Impact of Glutathione Modulation on Stability and Pharmacokinetic Profile of Redox-Sensitive Nanogels.

Nanoparticles degradable upon external stimuli combine pharmacokinetic features of both small molecules as well as large nanoparticles. However, despite promising preclinical results, several redox responsive disulphide-linked nanoparticles failed in clinical translation, mainly due to their unexpected in vivo behavior. Glutathione (GSH) is one of the most evaluated antioxidants responsible for disulfide degradation. Herein, the impact of GSH on the in vivo behavior of redox-sensitive nanogels under physiological and modulated conditions is investigated.
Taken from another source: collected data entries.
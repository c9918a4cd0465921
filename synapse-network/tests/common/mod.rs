//! Shared helpers for network integration tests.

#![allow(dead_code)]

use std::sync::Arc;
use std::sync::atomic::{AtomicI64, AtomicUsize, Ordering};
use std::time::Duration;
use synapse_core::storage::{MemoryStorage, Storage};
use synapse_core::testing::MockRng;
use synapse_core::{Clg, ClgFuture, Context, NetworkPayload, ObjectId, Value, ValueType};
use synapse_network::clg::Input;
use synapse_network::{Network, NetworkConfig};

/// Fresh in-memory storage.
pub fn memory_storage() -> Arc<dyn Storage> {
    Arc::new(MemoryStorage::with_defaults())
}

/// Emits the next integer of a counter. Takes no inputs besides the context.
pub struct Emit {
    next: AtomicI64,
}

impl Emit {
    pub fn starting_at(value: i64) -> Self {
        Self {
            next: AtomicI64::new(value),
        }
    }
}

impl Clg for Emit {
    fn name(&self) -> &str {
        "emit"
    }

    fn input_signature(&self) -> Vec<ValueType> {
        vec![ValueType::Context]
    }

    fn output_signature(&self) -> Vec<ValueType> {
        vec![ValueType::Int]
    }

    fn invoke<'a>(&'a self, _ctx: &'a mut Context, _args: Vec<Value>) -> ClgFuture<'a> {
        Box::pin(async move { Ok(vec![Value::Int(self.next.fetch_add(1, Ordering::SeqCst))]) })
    }
}

/// Adds two integers.
pub struct AddInts;

impl Clg for AddInts {
    fn name(&self) -> &str {
        "add-ints"
    }

    fn input_signature(&self) -> Vec<ValueType> {
        vec![ValueType::Context, ValueType::Int, ValueType::Int]
    }

    fn output_signature(&self) -> Vec<ValueType> {
        vec![ValueType::Int]
    }

    fn invoke<'a>(&'a self, _ctx: &'a mut Context, args: Vec<Value>) -> ClgFuture<'a> {
        Box::pin(async move {
            let a = args[0].expect_int()?;
            let b = args[1].expect_int()?;
            Ok(vec![Value::Int(a + b)])
        })
    }
}

/// Output node answering with how often it ran: "1", "2", ...
pub struct CountingOutput {
    runs: AtomicUsize,
}

impl CountingOutput {
    pub fn new() -> Self {
        Self {
            runs: AtomicUsize::new(0),
        }
    }
}

impl Clg for CountingOutput {
    fn name(&self) -> &str {
        "output"
    }

    fn input_signature(&self) -> Vec<ValueType> {
        vec![ValueType::Context, ValueType::String]
    }

    fn output_signature(&self) -> Vec<ValueType> {
        vec![ValueType::String]
    }

    fn invoke<'a>(&'a self, _ctx: &'a mut Context, _args: Vec<Value>) -> ClgFuture<'a> {
        Box::pin(async move {
            let run = self.runs.fetch_add(1, Ordering::SeqCst) + 1;
            Ok(vec![Value::String(run.to_string())])
        })
    }
}

/// Payload from `source` addressed to `destination`, carrying `values`.
pub fn payload_to(destination: &ObjectId, source: &ObjectId, values: Vec<Value>) -> NetworkPayload {
    let ctx = Context::new().with_behavior_id(destination.clone());
    let mut args = vec![Value::from(ctx)];
    args.extend(values);
    NetworkPayload::new(args, destination.clone(), vec![source.clone()])
}

/// A booted network with `input` and the given output node, wired so that
/// every traversal goes straight from input to output.
///
/// The fixed RNG makes the forwarder create exactly one destination and the
/// dispatcher route it to the only non-input node.
pub async fn straight_network(storage: Arc<dyn Storage>, output: Arc<dyn Clg>) -> Network {
    let config = NetworkConfig::default()
        .with_max_signals(1)
        .with_shutdown_poll_ms(10);
    let network = Network::builder(config)
        .storage(Arc::clone(&storage))
        .rng(Arc::new(MockRng::fixed(vec![1])))
        .clg(Arc::new(Input::new(storage)))
        .clg(output)
        .build()
        .await
        .expect("network builds");
    network.boot().await.expect("network boots");
    network
}

/// Await `future` for at most five seconds.
pub async fn within<F: std::future::Future>(future: F) -> F::Output {
    tokio::time::timeout(Duration::from_secs(5), future)
        .await
        .expect("timed out")
}
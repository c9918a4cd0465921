//! Streaming text endpoint.
//!
//! Adapts a stream of [`TextRequest`]s to a [`Network`] and streams the
//! resulting [`TextResponse`]s back. Requests are handled concurrently, so
//! responses may arrive out of order; each carries its session ID.

use crate::network::Network;
use synapse_core::{TextRequest, TextResponse};
use tokio::sync::mpsc;
use tokio::task::JoinSet;

/// Serves text requests against a network.
#[derive(Clone)]
pub struct TextEndpoint {
    network: Network,
}

impl TextEndpoint {
    /// Create an endpoint for a booted network.
    pub fn new(network: Network) -> Self {
        Self { network }
    }

    /// The network requests are served against.
    pub fn network(&self) -> &Network {
        &self.network
    }

    /// Serve requests until `requests` is exhausted, then wait for every
    /// traversal still running.
    ///
    /// Echo requests are answered with their own input without touching the
    /// network. Requests with empty input are dropped.
    pub async fn serve(
        &self,
        mut requests: mpsc::Receiver<TextRequest>,
        responses: mpsc::Sender<TextResponse>,
    ) {
        let mut tasks = JoinSet::new();

        while let Some(request) = requests.recv().await {
            if request.echo {
                let response = TextResponse {
                    output: request.input,
                    session_id: request.session_id,
                };
                if responses.send(response).await.is_err() {
                    tracing::debug!("Response stream closed");
                    break;
                }
                continue;
            }

            if request.input.is_empty() {
                tracing::error!(session_id = %request.session_id, "Dropping request with empty input");
                continue;
            }

            let network = self.network.clone();
            let responses = responses.clone();
            tasks.spawn(async move {
                let session_id = request.session_id.clone();
                match network.trigger(request).await {
                    Ok(response) => {
                        if responses.send(response).await.is_err() {
                            tracing::debug!(session_id = %session_id, "Response stream closed");
                        }
                    }
                    Err(e) => {
                        tracing::error!(session_id = %session_id, error = %e, "Request failed");
                    }
                }
            });

            while let Some(joined) = tasks.try_join_next() {
                if let Err(e) = joined {
                    tracing::warn!(error = %e, "Request task panicked");
                }
            }
        }

        while let Some(joined) = tasks.join_next().await {
            if let Err(e) = joined {
                tracing::warn!(error = %e, "Request task panicked");
            }
        }
    }
}
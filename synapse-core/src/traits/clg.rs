//! The CLG capability trait.

use crate::context::Context;
use crate::error::{Result, SynapseError};
use crate::value::{Value, ValueType};
use std::future::Future;
use std::pin::Pin;

/// A boxed future for async CLG invocation. Resolves to the output values,
/// without a leading context.
pub type ClgFuture<'a> = Pin<Box<dyn Future<Output = Result<Vec<Value>>> + Send + 'a>>;

/// A composable computation unit driven purely by its type signature.
///
/// The dispatcher never looks at a CLG's name except for the two reserved
/// roles `input` and `output`.
///
/// # Example
///
/// ```ignore
/// use synapse_core::prelude::*;
///
/// struct Double;
///
/// impl Clg for Double {
///     fn name(&self) -> &str {
///         "double"
///     }
///
///     fn input_signature(&self) -> Vec<ValueType> {
///         vec![ValueType::Context, ValueType::Int]
///     }
///
///     fn output_signature(&self) -> Vec<ValueType> {
///         vec![ValueType::Int]
///     }
///
///     fn invoke<'a>(&'a self, _ctx: &'a mut Context, args: Vec<Value>) -> ClgFuture<'a> {
///         Box::pin(async move { Ok(vec![Value::Int(args[0].expect_int()? * 2)]) })
///     }
/// }
/// ```
pub trait Clg: Send + Sync {
    /// Unique name of this CLG.
    fn name(&self) -> &str;

    /// Declared input types. The first element is always `ValueType::Context`.
    fn input_signature(&self) -> Vec<ValueType>;

    /// Declared output types, without a context.
    fn output_signature(&self) -> Vec<ValueType>;

    /// Run the CLG body.
    ///
    /// `args` excludes the context, which is passed separately and may be
    /// updated in place.
    fn invoke<'a>(&'a self, ctx: &'a mut Context, args: Vec<Value>) -> ClgFuture<'a>;

    /// Declared input types after the leading context.
    fn argument_signature(&self) -> Vec<ValueType> {
        let mut signature = self.input_signature();
        if signature.first() == Some(&ValueType::Context) {
            signature.remove(0);
        }
        signature
    }

    /// Number of declared inputs, excluding the context.
    fn arity(&self) -> usize {
        self.argument_signature().len()
    }
}

/// Check that a signature starts with a context.
pub fn check_signature(clg: &dyn Clg) -> Result<()> {
    match clg.input_signature().first() {
        Some(ValueType::Context) => Ok(()),
        _ => Err(SynapseError::invalid_interface(format!(
            "input signature of '{}' must start with a context",
            clg.name()
        ))),
    }
}

/// Check that arguments match a CLG's declared inputs position by position.
pub fn check_arguments(clg: &dyn Clg, args: &[Value]) -> Result<()> {
    let expected = clg.argument_signature();
    let actual: Vec<ValueType> = args.iter().map(Value::value_type).collect();
    if expected != actual {
        return Err(SynapseError::invalid_interface(format!(
            "'{}' expects {:?}, got {:?}",
            clg.name(),
            expected,
            actual
        )));
    }
    Ok(())
}

#[cfg(test)]
mod tests {
    use super::*;

    struct Pair;

    impl Clg for Pair {
        fn name(&self) -> &str {
            "pair"
        }

        fn input_signature(&self) -> Vec<ValueType> {
            vec![ValueType::Context, ValueType::Int, ValueType::String]
        }

        fn output_signature(&self) -> Vec<ValueType> {
            vec![ValueType::String]
        }

        fn invoke<'a>(&'a self, _ctx: &'a mut Context, args: Vec<Value>) -> ClgFuture<'a> {
            Box::pin(async move {
                let n = args[0].expect_int()?;
                let s = args[1].expect_str()?;
                Ok(vec![Value::from(format!("{n}{s}"))])
            })
        }
    }

    struct Headless;

    impl Clg for Headless {
        fn name(&self) -> &str {
            "headless"
        }

        fn input_signature(&self) -> Vec<ValueType> {
            vec![ValueType::Int]
        }

        fn output_signature(&self) -> Vec<ValueType> {
            vec![]
        }

        fn invoke<'a>(&'a self, _ctx: &'a mut Context, _args: Vec<Value>) -> ClgFuture<'a> {
            Box::pin(async move { Ok(vec![]) })
        }
    }

    #[test]
    fn arity_excludes_context() {
        assert_eq!(Pair.arity(), 2);
        assert_eq!(
            Pair.argument_signature(),
            vec![ValueType::Int, ValueType::String]
        );
    }

    #[test]
    fn signature_must_start_with_context() {
        assert!(check_signature(&Pair).is_ok());
        assert_eq!(check_signature(&Headless).unwrap_err().code(), "E201");
    }

    #[test]
    fn arguments_checked_by_position() {
        assert!(check_arguments(&Pair, &[Value::Int(1), Value::from("a")]).is_ok());
        assert!(check_arguments(&Pair, &[Value::from("a"), Value::Int(1)]).is_err());
        assert!(check_arguments(&Pair, &[Value::Int(1)]).is_err());
    }

    #[tokio::test]
    async fn invoke_returns_outputs() {
        let mut ctx = Context::new();
        let out = Pair
            .invoke(&mut ctx, vec![Value::Int(3), Value::from("x")])
            .await
            .unwrap();
        assert_eq!(out, vec![Value::from("3x")]);
    }
}
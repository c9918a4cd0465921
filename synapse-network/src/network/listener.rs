//! Per-node listeners and the execution pipeline.
//!
//! A listener buffers arrivals for one node and runs a cheap local check on
//! each: does some newest suffix of the buffer carry exactly the argument
//! types the node needs? Only then is an execution task spawned. The
//! authoritative match happens in the activator against the persisted queue.

use super::{Network, OUTPUT_CLG};
use std::collections::VecDeque;
use std::sync::Arc;
use synapse_core::error::{Result, SynapseError};
use synapse_core::traits::check_arguments;
use synapse_core::value::types_of;
use synapse_core::{Clg, NetworkPayload, TextResponse, Value, ValueType};
use tokio::sync::mpsc;

/// Outcome of running one payload through a node.
#[derive(Debug, Clone, Copy, PartialEq, Eq)]
pub(super) enum Execution {
    /// The node ran to completion.
    Completed,
    /// The payload was queued and the node is waiting for more input.
    Pending,
}

/// Receive payloads for one node until the network closes.
pub(super) async fn listen(
    network: Network,
    clg: Arc<dyn Clg>,
    mut receiver: mpsc::Receiver<NetworkPayload>,
) {
    let closer = network.inner.closer.clone();
    let max_pending = network.inner.config.max_pending.max(1);
    let mut signature = clg.argument_signature();
    signature.sort();
    let mut pending: VecDeque<NetworkPayload> = VecDeque::with_capacity(max_pending);

    loop {
        let payload = tokio::select! {
            _ = closer.closed() => break,
            payload = receiver.recv() => match payload {
                Some(payload) => payload,
                None => break,
            },
        };

        pending.push_back(payload);
        while pending.len() > max_pending {
            if let Some(evicted) = pending.pop_front() {
                tracing::debug!(
                    clg = %clg.name(),
                    payload_id = %evicted.id,
                    "Evicted pending payload"
                );
            }
        }

        let Some(length) = matching_suffix(&pending, &signature) else {
            continue;
        };
        let matched: Vec<NetworkPayload> = pending.drain(pending.len() - length..).collect();

        let guard = network.in_flight_guard();
        let network = network.clone();
        let clg = Arc::clone(&clg);
        tokio::spawn(async move {
            let _guard = guard;
            for payload in matched {
                network.run(clg.as_ref(), payload).await;
            }
        });
    }

    tracing::debug!(clg = %clg.name(), pending = pending.len(), "Listener stopped");
}

/// Length of the shortest newest suffix of `pending` whose argument types
/// form the same multiset as `signature`. `signature` must be sorted.
pub(super) fn matching_suffix(
    pending: &VecDeque<NetworkPayload>,
    signature: &[ValueType],
) -> Option<usize> {
    let mut types = Vec::with_capacity(signature.len());
    for (i, payload) in pending.iter().rev().enumerate() {
        types.extend(payload.arg_types());
        if types.len() > signature.len() {
            return None;
        }
        let mut sorted = types.clone();
        sorted.sort();
        if sorted == signature {
            return Some(i + 1);
        }
    }
    None
}

impl Network {
    /// Run one payload through a node and record the outcome.
    async fn run(&self, clg: &dyn Clg, payload: NetworkPayload) {
        let metrics = &self.inner.metrics;
        metrics.record_execution_start();
        let payload_id = payload.id.clone();

        match self.execute(clg, payload).await {
            Ok(Execution::Completed) => metrics.record_execution_complete(),
            Ok(Execution::Pending) => {
                metrics.record_activation_pending();
                tracing::debug!(clg = %clg.name(), payload_id = %payload_id, "Waiting for more input");
            }
            Err(e) => {
                metrics.record_execution_failed();
                if e.is_expected() {
                    tracing::debug!(clg = %clg.name(), payload_id = %payload_id, error = %e, "Execution stopped");
                } else {
                    tracing::error!(
                        clg = %clg.name(),
                        payload_id = %payload_id,
                        code = e.code(),
                        error = %e,
                        "Execution failed"
                    );
                }
            }
        }
    }

    /// Activate, calculate, then forward or emit.
    pub(super) async fn execute(&self, clg: &dyn Clg, payload: NetworkPayload) -> Result<Execution> {
        let merged = match self.inner.activator.activate(clg, payload).await {
            Ok(merged) => merged,
            Err(e) if e.is_network_payload_not_found() => return Ok(Execution::Pending),
            Err(e) => return Err(e),
        };

        let calculated = calculate(clg, &merged).await?;

        if clg.name() == OUTPUT_CLG {
            let ctx = calculated.context()?;
            let response = TextResponse {
                output: render(calculated.values()),
                session_id: ctx.session_id().to_string(),
            };
            self.inner.egress.send_signal(response).await?;
            self.inner.metrics.record_output();
            tracing::debug!(
                behavior_id = %merged.destination,
                session_id = %ctx.session_id(),
                "Output emitted"
            );
        } else {
            let forwarded = self.inner.forwarder.forward(clg, &calculated).await?;
            if !forwarded.is_empty() {
                self.inner.events.notify_one();
            }
        }

        self.spawn_track(clg.name(), merged);
        Ok(Execution::Completed)
    }

    fn spawn_track(&self, name: &str, merged: NetworkPayload) {
        let Some(clg) = self.inner.clgs.get(name).map(Arc::clone) else {
            return;
        };
        let guard = self.in_flight_guard();
        let tracker = self.inner.tracker.clone();
        tokio::spawn(async move {
            let _guard = guard;
            if let Err(e) = tracker.track(clg.as_ref(), &merged).await {
                tracing::warn!(
                    clg = %clg.name(),
                    behavior_id = %merged.destination,
                    error = %e,
                    "Tracking failed"
                );
            }
        });
    }
}

/// Invoke a node with a merged payload.
///
/// The result keeps the merged destination and sources and carries the
/// node's outputs behind the context.
pub(super) async fn calculate(clg: &dyn Clg, merged: &NetworkPayload) -> Result<NetworkPayload> {
    let (mut ctx, args) = merged.clone().into_parts()?;
    check_arguments(clg, &args)?;

    let outputs = clg.invoke(&mut ctx, args).await?;
    let produced = types_of(&outputs);
    if produced != clg.output_signature() {
        return Err(SynapseError::invalid_interface(format!(
            "'{}' declared outputs {:?}, produced {:?}",
            clg.name(),
            clg.output_signature(),
            produced
        )));
    }

    let mut args = Vec::with_capacity(outputs.len() + 1);
    args.push(Value::from(ctx));
    args.extend(outputs);
    Ok(NetworkPayload::new(args, merged.destination.clone(), merged.sources.clone()))
}

/// Concatenate output values into response text.
fn render(values: &[Value]) -> String {
    let mut output = String::new();
    for value in values {
        match value {
            Value::Context(_) => {}
            Value::Bool(b) => output.push_str(&b.to_string()),
            Value::Int(i) => output.push_str(&i.to_string()),
            Value::Float(f) => output.push_str(&f.to_string()),
            Value::String(s) => output.push_str(s),
            Value::IntList(list) => output.push_str(&join(list)),
            Value::FloatList(list) => output.push_str(&join(list)),
            Value::StringList(list) => output.push_str(&list.join(",")),
        }
    }
    output
}

fn join<T: ToString>(values: &[T]) -> String {
    values.iter().map(ToString::to_string).collect::<Vec<_>>().join(",")
}
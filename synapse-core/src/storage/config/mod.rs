//! Storage backend configuration.
//!
//! - [`MemoryConfig`] - In-memory storage (single process, no persistence)
//! - [`RedisConfig`] - Redis storage (shared, persistent)
//!
//! # Example
//!
//! ```ignore
//! use synapse_core::storage::{RedisConfig, StorageConfig};
//!
//! // Use environment variables
//! let config = StorageConfig::from_env_or_default();
//!
//! // Or construct programmatically (requires storage-redis feature)
//! let config = StorageConfig::redis(RedisConfig::new("redis://localhost:6379"));
//! let storage = config.build().await?;
//! ```

mod memory;
mod redis;

pub use memory::MemoryConfig;
pub use redis::RedisConfig;

use super::memory::MemoryStorage;
use super::traits::{Storage, StorageResult};
use serde::{Deserialize, Serialize};
use std::sync::Arc;

/// Configuration for the storage backend.
///
/// The default is `Memory`.
#[derive(Debug, Clone, Serialize, Deserialize)]
#[serde(tag = "backend", rename_all = "snake_case")]
pub enum StorageConfig {
    /// In-memory storage. Best for development and testing.
    Memory(MemoryConfig),

    /// Redis storage, shared across processes and restarts.
    #[cfg(feature = "storage-redis")]
    Redis(RedisConfig),
}

impl Default for StorageConfig {
    fn default() -> Self {
        Self::Memory(MemoryConfig::default())
    }
}

impl StorageConfig {
    /// Create a memory storage config.
    pub fn memory() -> Self {
        Self::Memory(MemoryConfig::default())
    }

    /// Create a Redis storage config.
    #[cfg(feature = "storage-redis")]
    pub fn redis(config: RedisConfig) -> Self {
        Self::Redis(config)
    }

    /// Get the backend name.
    pub fn backend_name(&self) -> &'static str {
        match self {
            Self::Memory(_) => "memory",
            #[cfg(feature = "storage-redis")]
            Self::Redis(_) => "redis",
        }
    }

    /// Create a storage config from environment variables.
    ///
    /// # Environment Variables
    ///
    /// - `SYNAPSE_STORAGE_BACKEND`: Backend type (`memory`, `redis`)
    /// - `SYNAPSE_STORAGE_REDIS_URL`: Redis connection URL (for redis backend)
    /// - `SYNAPSE_STORAGE_PREFIX`: Key prefix (for redis backend)
    ///
    /// # Returns
    ///
    /// Returns `None` if `SYNAPSE_STORAGE_BACKEND` is not set. Falls back to
    /// memory if the requested backend is unknown or not compiled in.
    pub fn from_env() -> Option<Self> {
        let backend = std::env::var("SYNAPSE_STORAGE_BACKEND").ok()?;

        Some(match backend.to_lowercase().as_str() {
            "memory" => Self::Memory(MemoryConfig::default()),

            #[cfg(feature = "storage-redis")]
            "redis" => {
                let url = std::env::var("SYNAPSE_STORAGE_REDIS_URL")
                    .unwrap_or_else(|_| "redis://localhost:6379".to_string());
                let mut config = RedisConfig::new(url);
                if let Ok(prefix) = std::env::var("SYNAPSE_STORAGE_PREFIX") {
                    config = config.key_prefix(prefix);
                }
                Self::Redis(config)
            }
            #[cfg(not(feature = "storage-redis"))]
            "redis" => {
                tracing::warn!(
                    "Redis backend requested but storage-redis feature not enabled, falling back to memory"
                );
                Self::Memory(MemoryConfig::default())
            }

            unknown => {
                tracing::warn!(backend = %unknown, "Unknown storage backend, falling back to memory");
                Self::Memory(MemoryConfig::default())
            }
        })
    }

    /// Create from environment or use the default.
    pub fn from_env_or_default() -> Self {
        Self::from_env().unwrap_or_default()
    }

    /// Build the configured storage backend.
    ///
    /// # Errors
    ///
    /// Returns `ConnectionFailed` or `ConfigError` if the backend cannot be
    /// reached or configured.
    pub async fn build(&self) -> StorageResult<Arc<dyn Storage>> {
        match self {
            Self::Memory(config) => Ok(Arc::new(MemoryStorage::new(config.clone()))),
            #[cfg(feature = "storage-redis")]
            Self::Redis(config) => {
                let storage = super::redis::RedisStorage::new(config.clone()).await?;
                Ok(Arc::new(storage))
            }
        }
    }
}

#[cfg(test)]
mod tests {
    use super::*;

    #[test]
    fn default_is_memory() {
        let config = StorageConfig::default();
        assert_eq!(config.backend_name(), "memory");
    }

    #[test]
    fn deserializes_tagged() {
        let config: StorageConfig = serde_json::from_str(r#"{"backend": "memory"}"#).unwrap();
        assert!(matches!(config, StorageConfig::Memory(_)));
    }

    #[cfg(feature = "storage-redis")]
    #[test]
    fn deserializes_redis() {
        let config: StorageConfig =
            serde_json::from_str(r#"{"backend": "redis", "url": "redis://db:6379"}"#).unwrap();
        match config {
            StorageConfig::Redis(redis) => assert_eq!(redis.url, "redis://db:6379"),
            other => panic!("unexpected backend {}", other.backend_name()),
        }
    }

    #[tokio::test]
    async fn build_memory_backend() {
        let storage = StorageConfig::memory().build().await.unwrap();
        assert_eq!(storage.backend_name(), "memory");
        assert!(storage.health_check().await.unwrap());
    }
}
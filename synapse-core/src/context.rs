//! Per-traversal metadata.

use crate::types::ObjectId;
use serde::{Deserialize, Serialize};

/// Target output a traversal is expected to produce.
#[derive(Debug, Clone, PartialEq, Eq, Serialize, Deserialize)]
pub struct Expectation {
    /// The expected output text.
    pub output: String,
}

impl Expectation {
    /// Create a new expectation.
    pub fn new(output: impl Into<String>) -> Self {
        Self {
            output: output.into(),
        }
    }

    /// Check whether an output satisfies this expectation.
    ///
    /// Surrounding whitespace is ignored on both sides.
    #[must_use]
    pub fn matches(&self, output: &str) -> bool {
        self.output.trim() == output.trim()
    }
}

/// Identity and lineage data carried by every payload as its first argument.
///
/// A context is owned by the payload carrying it. Use [`Context::fork`] when a
/// traversal branches, so each branch gets its own identity while sharing the
/// lineage fields. The derived `Clone` is an exact copy, identity included.
#[derive(Debug, Clone, PartialEq, Eq, Default, Serialize, Deserialize)]
pub struct Context {
    id: ObjectId,
    #[serde(default)]
    behavior_id: ObjectId,
    #[serde(default)]
    clg_tree_id: ObjectId,
    #[serde(default)]
    session_id: String,
    #[serde(default)]
    information_id: ObjectId,
    #[serde(default)]
    expectation: Option<Expectation>,
}

impl Context {
    /// Create a new context with a fresh identity and no lineage.
    #[must_use]
    pub fn new() -> Self {
        Self {
            id: ObjectId::new(),
            ..Default::default()
        }
    }

    /// Copy this context under a fresh identity.
    #[must_use]
    pub fn fork(&self) -> Self {
        Self {
            id: ObjectId::new(),
            ..self.clone()
        }
    }

    /// The context's own identity.
    pub fn id(&self) -> &ObjectId {
        &self.id
    }

    /// Route identity of the node instance currently holding this context.
    pub fn behavior_id(&self) -> &ObjectId {
        &self.behavior_id
    }

    /// Identity of the discovered tree this traversal runs through.
    pub fn clg_tree_id(&self) -> &ObjectId {
        &self.clg_tree_id
    }

    /// Client session this traversal belongs to.
    pub fn session_id(&self) -> &str {
        &self.session_id
    }

    /// Identity of the original input.
    pub fn information_id(&self) -> &ObjectId {
        &self.information_id
    }

    /// Expected output, if any.
    pub fn expectation(&self) -> Option<&Expectation> {
        self.expectation.as_ref()
    }

    /// Set the behavior ID.
    pub fn set_behavior_id(&mut self, id: ObjectId) {
        self.behavior_id = id;
    }

    /// Set the CLG tree ID.
    pub fn set_clg_tree_id(&mut self, id: ObjectId) {
        self.clg_tree_id = id;
    }

    /// Set the session ID.
    pub fn set_session_id(&mut self, session_id: impl Into<String>) {
        self.session_id = session_id.into();
    }

    /// Set the information ID.
    pub fn set_information_id(&mut self, id: ObjectId) {
        self.information_id = id;
    }

    /// Set or clear the expectation.
    pub fn set_expectation(&mut self, expectation: Option<Expectation>) {
        self.expectation = expectation;
    }

    /// Builder-style behavior ID setter.
    pub fn with_behavior_id(mut self, id: ObjectId) -> Self {
        self.behavior_id = id;
        self
    }

    /// Builder-style session ID setter.
    pub fn with_session_id(mut self, session_id: impl Into<String>) -> Self {
        self.session_id = session_id.into();
        self
    }

    /// Builder-style expectation setter.
    pub fn with_expectation(mut self, expectation: Option<Expectation>) -> Self {
        self.expectation = expectation;
        self
    }
}

#[cfg(test)]
mod tests {
    use super::*;

    #[test]
    fn fork_gets_fresh_id_and_keeps_lineage() {
        let mut ctx = Context::new().with_session_id("sess-1");
        ctx.set_behavior_id(ObjectId::from("b1"));
        ctx.set_clg_tree_id(ObjectId::from("tree"));
        ctx.set_information_id(ObjectId::from("info"));
        ctx.set_expectation(Some(Expectation::new("42")));

        let forked = ctx.fork();
        assert_ne!(forked.id(), ctx.id());
        assert_eq!(forked.behavior_id(), ctx.behavior_id());
        assert_eq!(forked.clg_tree_id(), ctx.clg_tree_id());
        assert_eq!(forked.session_id(), "sess-1");
        assert_eq!(forked.information_id(), ctx.information_id());
        assert_eq!(forked.expectation(), ctx.expectation());
    }

    #[test]
    fn clone_is_identical() {
        let ctx = Context::new().with_behavior_id(ObjectId::from("b"));
        assert_eq!(ctx.clone(), ctx);
    }

    #[test]
    fn new_context_has_empty_lineage() {
        let ctx = Context::new();
        assert!(!ctx.id().is_empty());
        assert!(ctx.behavior_id().is_empty());
        assert!(ctx.expectation().is_none());
    }

    #[test]
    fn expectation_ignores_surrounding_whitespace() {
        let exp = Expectation::new(" 8 ");
        assert!(exp.matches("8\n"));
        assert!(!exp.matches("9"));
    }
}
Labelling of nanogels with a DNA-intercalating dye and a radioisotope allows visualization of the redox responsiveness at the cellular and the systemic levels, respectively. In vitro, efficient cleavage of disulphide bonds of nanogels is achieved by manipulation of intracellular GSH concentration. While in vivo, the redox-sensitive nanogels undergo, to a certain extent, premature degradation in circulation leading to rapid renal elimination. This instability is modulated by transient inhibition of GSH synthesis with buthioninsulfoximin. Altered GSH concentration significantly changes the in vivo pharmacokinetics. Lower GSH results in higher elimination half-life and altered biodistribution of the nanogels with a different metabolite profile. These data provide strong evidence that decreased nanogel degradation in blood circulation can limit the risk of premature drug release and enhance circulation half-life of the nanogel.